------ ENTRIES SHOWN ------

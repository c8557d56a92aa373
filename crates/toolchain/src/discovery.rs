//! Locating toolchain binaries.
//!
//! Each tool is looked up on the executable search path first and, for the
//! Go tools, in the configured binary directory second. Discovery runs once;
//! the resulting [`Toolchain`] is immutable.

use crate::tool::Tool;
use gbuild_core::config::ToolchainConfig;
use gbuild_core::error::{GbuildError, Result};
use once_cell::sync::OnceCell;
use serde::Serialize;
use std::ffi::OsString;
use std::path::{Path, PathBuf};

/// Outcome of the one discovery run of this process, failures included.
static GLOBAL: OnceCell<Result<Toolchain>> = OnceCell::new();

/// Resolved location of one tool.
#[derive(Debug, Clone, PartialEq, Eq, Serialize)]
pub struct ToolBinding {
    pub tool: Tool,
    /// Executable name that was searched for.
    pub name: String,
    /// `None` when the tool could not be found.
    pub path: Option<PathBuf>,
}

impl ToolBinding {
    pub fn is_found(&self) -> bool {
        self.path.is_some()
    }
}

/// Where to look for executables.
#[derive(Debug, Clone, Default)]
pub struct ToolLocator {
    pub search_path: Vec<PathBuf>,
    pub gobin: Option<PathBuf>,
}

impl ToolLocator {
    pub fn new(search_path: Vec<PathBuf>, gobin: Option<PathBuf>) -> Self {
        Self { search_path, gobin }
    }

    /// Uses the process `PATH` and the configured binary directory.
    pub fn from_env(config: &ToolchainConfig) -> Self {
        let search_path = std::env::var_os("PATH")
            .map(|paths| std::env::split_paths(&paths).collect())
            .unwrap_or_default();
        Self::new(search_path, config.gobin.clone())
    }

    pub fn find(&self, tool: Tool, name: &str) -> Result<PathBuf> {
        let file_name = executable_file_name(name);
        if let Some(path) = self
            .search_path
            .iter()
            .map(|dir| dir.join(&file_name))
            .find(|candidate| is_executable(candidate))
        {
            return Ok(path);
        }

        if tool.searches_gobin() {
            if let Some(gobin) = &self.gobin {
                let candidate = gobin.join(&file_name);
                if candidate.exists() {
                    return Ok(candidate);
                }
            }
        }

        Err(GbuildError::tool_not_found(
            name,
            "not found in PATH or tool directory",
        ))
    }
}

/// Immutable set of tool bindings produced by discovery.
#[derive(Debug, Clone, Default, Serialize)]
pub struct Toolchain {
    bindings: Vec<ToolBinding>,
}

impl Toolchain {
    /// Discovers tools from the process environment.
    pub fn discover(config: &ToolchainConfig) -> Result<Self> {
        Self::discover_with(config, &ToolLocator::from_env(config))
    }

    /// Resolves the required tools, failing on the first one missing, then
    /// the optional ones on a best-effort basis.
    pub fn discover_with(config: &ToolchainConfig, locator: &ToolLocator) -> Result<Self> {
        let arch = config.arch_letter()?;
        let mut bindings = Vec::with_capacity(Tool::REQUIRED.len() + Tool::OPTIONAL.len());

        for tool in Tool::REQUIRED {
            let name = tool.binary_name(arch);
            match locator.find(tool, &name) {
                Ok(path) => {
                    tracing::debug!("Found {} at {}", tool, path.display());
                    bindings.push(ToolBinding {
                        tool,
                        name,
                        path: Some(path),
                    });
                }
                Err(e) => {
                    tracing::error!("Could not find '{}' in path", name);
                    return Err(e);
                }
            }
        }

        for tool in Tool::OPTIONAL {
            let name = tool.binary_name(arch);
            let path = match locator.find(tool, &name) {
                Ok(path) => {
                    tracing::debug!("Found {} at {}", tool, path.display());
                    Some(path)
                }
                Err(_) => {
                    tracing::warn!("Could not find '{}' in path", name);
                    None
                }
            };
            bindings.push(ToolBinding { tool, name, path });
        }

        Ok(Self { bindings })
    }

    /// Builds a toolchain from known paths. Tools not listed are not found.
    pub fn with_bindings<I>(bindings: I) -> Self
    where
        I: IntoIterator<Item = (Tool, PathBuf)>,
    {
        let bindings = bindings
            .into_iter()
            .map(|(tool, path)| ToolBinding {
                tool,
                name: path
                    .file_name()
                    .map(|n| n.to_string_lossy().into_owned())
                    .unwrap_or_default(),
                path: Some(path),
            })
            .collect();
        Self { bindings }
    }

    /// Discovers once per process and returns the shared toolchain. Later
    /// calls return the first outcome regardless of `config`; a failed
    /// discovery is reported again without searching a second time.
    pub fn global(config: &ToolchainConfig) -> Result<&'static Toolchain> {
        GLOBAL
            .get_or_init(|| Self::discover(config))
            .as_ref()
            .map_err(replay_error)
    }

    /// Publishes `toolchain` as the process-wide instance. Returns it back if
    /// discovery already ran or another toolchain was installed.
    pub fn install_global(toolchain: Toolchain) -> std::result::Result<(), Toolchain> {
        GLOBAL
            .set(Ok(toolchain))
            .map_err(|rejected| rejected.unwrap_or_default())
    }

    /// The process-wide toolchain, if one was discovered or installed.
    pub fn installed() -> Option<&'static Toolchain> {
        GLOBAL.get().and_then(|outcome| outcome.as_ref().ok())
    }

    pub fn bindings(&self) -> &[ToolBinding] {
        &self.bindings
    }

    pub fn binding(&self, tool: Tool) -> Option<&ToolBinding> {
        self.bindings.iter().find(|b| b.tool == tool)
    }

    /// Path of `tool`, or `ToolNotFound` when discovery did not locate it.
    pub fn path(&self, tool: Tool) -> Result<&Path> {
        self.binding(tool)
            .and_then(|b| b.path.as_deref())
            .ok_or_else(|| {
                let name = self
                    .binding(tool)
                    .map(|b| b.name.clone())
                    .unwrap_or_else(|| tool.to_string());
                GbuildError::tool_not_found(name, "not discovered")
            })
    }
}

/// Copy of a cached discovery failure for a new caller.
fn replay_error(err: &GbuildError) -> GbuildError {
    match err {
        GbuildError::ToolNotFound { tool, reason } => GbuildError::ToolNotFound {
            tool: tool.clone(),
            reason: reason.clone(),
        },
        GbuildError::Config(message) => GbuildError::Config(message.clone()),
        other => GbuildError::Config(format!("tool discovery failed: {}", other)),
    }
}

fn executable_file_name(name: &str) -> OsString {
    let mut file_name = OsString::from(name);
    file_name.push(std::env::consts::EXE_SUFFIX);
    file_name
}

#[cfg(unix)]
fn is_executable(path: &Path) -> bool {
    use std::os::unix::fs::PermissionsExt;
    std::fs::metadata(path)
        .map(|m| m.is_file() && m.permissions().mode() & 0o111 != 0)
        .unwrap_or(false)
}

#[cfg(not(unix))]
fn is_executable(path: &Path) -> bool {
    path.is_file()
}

------

**YOUR OBJECTIVE:**
All lines of the records containing "wide" should be shown.

**COMPLETED EXERCISE:**
    /// Publishes `toolchain` as the process-wide instance. Returns it back if
    /// The process-wide toolchain, if one was discovered or installed.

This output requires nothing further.